**Work instructions**
Show each line of the data below in which "clean" occurs.

-- Data provided follows --

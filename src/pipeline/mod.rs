//! Pipeline stages around the backend adapters.
//!
//! Each submodule implements one step of an extraction.
//!
//! ## Data Flow
//!
//! ```text
//! input ──▶ cascade ──▶ normalize ──▶ (clean, encode)
//! (URL/path/inline)  (backends in order)  (unified schema)
//! ```
//!
//! 1. [`input`]     — turn the target into a local file and detect its kind;
//!    downloads and inline content are staged in a temp dir
//! 2. [`cascade`]   — plan the candidate order for the kind and try each
//!    backend until one succeeds, logging every attempt
//! 3. [`normalize`] — map the winner's raw output into a `UnifiedResult`
//! 4. [`clean`]     — deterministic text and markdown cleanup used by
//!    normalization
//! 5. [`encode`]    — base64 payloads and the binary size limit

pub mod cascade;
pub mod clean;
pub mod encode;
pub mod input;
pub mod normalize;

-- Data provided concluded --

**Answer to this task**
//! input ──▶ cascade ──▶ normalize ──▶ (clean, encode)
//! 4. [`clean`]     — deterministic text and markdown cleanup used by
pub mod clean;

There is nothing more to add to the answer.